Evaluating the Readability of Privacy Policies in Mobile Environments

Introduction

Computing is undergoing a trend-shift from an environment dominated by desktops and servers to mobile environments such as smart phones, PDA’s, and various handheld devices. The success of mobile commerce has led to the large-scale development of applications for mobile users, providing easy access to the purchase of products using such devices. Most companies or organizations post one or more privacy policy documents on their websites to educate users and enhance security. A privacy policy can be described as a comprehensive description of a website’s practices on collecting, using and protecting user information. A privacy policy defines what information is collected, the purpose of information collection, and how this will be handled, stored, and used. Furthermore, it provides information on whether customers are allowed to access the collected information and to resolve privacy-related disputes with the website, etc (Story, 2007, para. 1). A poll conducted by CBS News (CBS) and The New York Times (Wobbrock, 2007) showed that 82% of respondents believe that the right to privacy is either under serious threat or is already lost. In addition, Internet users are concerned about companies collecting personal information and any risk that information may be shared with others inappropriately (Roberts, 2005, para. 1).
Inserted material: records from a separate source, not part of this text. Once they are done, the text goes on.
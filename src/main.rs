//! FireSentry Firmware — Main Entry Point
//!
//! Hexagonal architecture with four periodic task loops sharing one
//! alarm trigger:
//!
//! ```text
//! ┌────────────────────────────────────────────────────────────────┐
//! │                      Adapters (outer ring)                     │
//! │                                                                │
//! │  FlameSensor      LedIndicator    ResetButton    LogEventSink  │
//! │  (FlameSensorPort)(IndicatorPort) (ResetInputPort)(EventSink)  │
//! │  WifiAdapter      HttpAlertAdapter                             │
//! │  (Connectivity)   (AlertPort)                                  │
//! │                                                                │
//! │  ──────────────── Port Trait Boundary ───────────────────      │
//! │                                                                │
//! │  ┌────────────────────────────────────────────────────────┐    │
//! │  │  Sampler ─▶ TriggerHandle ◀─ Notifier · Indicator      │    │
//! │  │            (one mutex)    ◀─ Reset Watcher             │    │
//! │  └────────────────────────────────────────────────────────┘    │
//! └────────────────────────────────────────────────────────────────┘
//! ```
#![deny(unused_must_use)]

use std::time::Duration;

use anyhow::{Context, Result, anyhow};
use log::{info, warn};

use firesentry::adapters::hardware::{LedIndicator, ResetButton};
use firesentry::adapters::http_alert::HttpAlertAdapter;
use firesentry::adapters::log_sink::LogEventSink;
use firesentry::adapters::wifi::{ConnectivityPort, WifiAdapter};
use firesentry::alarm::policy::DetectionPolicy;
use firesentry::alarm::trigger::TriggerHandle;
use firesentry::app::events::AppEvent;
use firesentry::app::ports::EventSink;
use firesentry::config::SystemConfig;
use firesentry::drivers::hw_init;
use firesentry::pins;
use firesentry::sensors::flame::FlameSensor;
use firesentry::tasks::{
    self, CancellationToken, IndicatorTask, NotifierTask, ResetTask, SamplerTask,
};

fn main() -> Result<()> {
    // ── 1. ESP-IDF bootstrap ──────────────────────────────────
    esp_idf_svc::sys::link_patches();
    esp_idf_svc::log::EspLogger::initialize_default();

    info!("FireSentry v{} starting", env!("CARGO_PKG_VERSION"));

    let config = SystemConfig::default();

    // ── 2. Peripherals ────────────────────────────────────────
    // Peripheral init failure is fatal — abort instead of limping on in a
    // half-configured state.
    hw_init::init_peripherals().map_err(|e| anyhow!("peripheral init failed: {e}"))?;

    let peripherals =
        esp_idf_svc::hal::prelude::Peripherals::take().context("peripherals already taken")?;
    let sysloop = esp_idf_svc::eventloop::EspSystemEventLoop::take()?;
    let nvs = esp_idf_svc::nvs::EspDefaultNvsPartition::take()?;

    // ── 3. Network ────────────────────────────────────────────
    // A dead link must not stop the alarm: the notifier logs and drops
    // alerts until the link comes back.
    let mut wifi = WifiAdapter::new(peripherals.modem, sysloop, nvs)
        .map_err(|e| anyhow!("WiFi driver init failed: {e}"))?;
    let link = wifi.link_status();

    match wifi.set_credentials(&config.wifi_ssid, &config.wifi_password) {
        Ok(()) => {
            if let Err(e) = wifi.connect() {
                warn!("WiFi connect failed ({e}), continuing without network");
            }
        }
        Err(e) => warn!("WiFi credentials rejected ({e}), continuing without network"),
    }

    // ── 4. Shared trigger + tasks ─────────────────────────────
    let trigger = TriggerHandle::new();
    let cancel = CancellationToken::new();

    let sampler = SamplerTask::new(
        FlameSensor::new(pins::FLAME_ADC_CHANNEL),
        DetectionPolicy::from_config(&config),
        trigger.clone(),
        LogEventSink::new(),
        Duration::from_millis(config.sample_interval_ms.into()),
    );
    let notifier = NotifierTask::new(
        trigger.clone(),
        HttpAlertAdapter::new(&config, link),
        LogEventSink::new(),
        config.alert_message.clone(),
        Duration::from_millis(config.notify_interval_ms.into()),
    );
    let indicator = IndicatorTask::new(
        trigger.clone(),
        LedIndicator::new(),
        Duration::from_millis(config.blink_interval_ms.into()),
    );
    let reset = ResetTask::new(
        trigger.clone(),
        ResetButton::new(),
        LedIndicator::new(),
        LogEventSink::new(),
        Duration::from_millis(config.reset_poll_interval_ms.into()),
    );

    let _handles = [
        tasks::spawn("sampler\0", sampler, cancel.clone()),
        tasks::spawn("notifier\0", notifier, cancel.clone()),
        tasks::spawn("indicator\0", indicator, cancel.clone()),
        tasks::spawn("reset\0", reset, cancel.clone()),
    ];
    LogEventSink::new().emit(&AppEvent::Started);

    // ── 5. Orchestrator parks ─────────────────────────────────
    // The remaining job of this thread is the WiFi reconnect poll.
    loop {
        wifi.poll();
        std::thread::sleep(Duration::from_secs(1));
    }
}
Unfortunately, the current privacy policies published on websites are usually long, complex and difficult for the end users to read and comprehend. Research has found that many online privacy policies lack clarity and most require a reading skill considerably higher than the Internet population’s average literacy level (Jensen & Potts, 2004). For privacy policies to be useful, they must be readable by online users who visit and use the website. This means that the privacy notice should be written at an appropriate level, and should be easy to navigate for information. There is a need to improve the current policies to help Internet users to read and understand website privacy policies and increase privacy awareness. A privacy policy must contain the following information for users (Federal Trade Commission, 2007):

• ❖ How and where collected user information is used?

• ❖ Whether the information can be linked to an individual

• ❖ What happens to the information that has been collected?

• ❖ If the information is shared with other websites or companies

• ❖ Does the website install any software on the user system?

In this paper, we shall address the following fundamental question: Is readability affected in a mobile environment? More precisely, we shall focus on understanding the impact of display constraints of mobile devices on the readability of privacy policies. In this work, we shall study readability of policies in mobile devices and compare the results of mobile and desktop environments. The remainder of this paper is organized as follows: the next section provides an introduction to the issues and current directions associated with improving the readability of privacy policies. Next, the obvious readability challenge of mobile devices, namely screen size, is covered and others such as connection fees, lack of standards, and how user mobility affects readability. Then we explain some of the serious shortcomings of readability formulas and propose the Cloze test as a reliable replacement. The section concludes with a practical example of a Cloze test. Then, the readability of privacy policies on mobile devices is empirically explored. Next, we ask the question, do people prefer the mobile or desktop environments for readability? Not surprisingly, readers find the mobile environment significantly more difficult to comprehend privacy policies. Then suggestions are made in terms of what directions may be viable to resolve this problem; finally, the paper is concluded.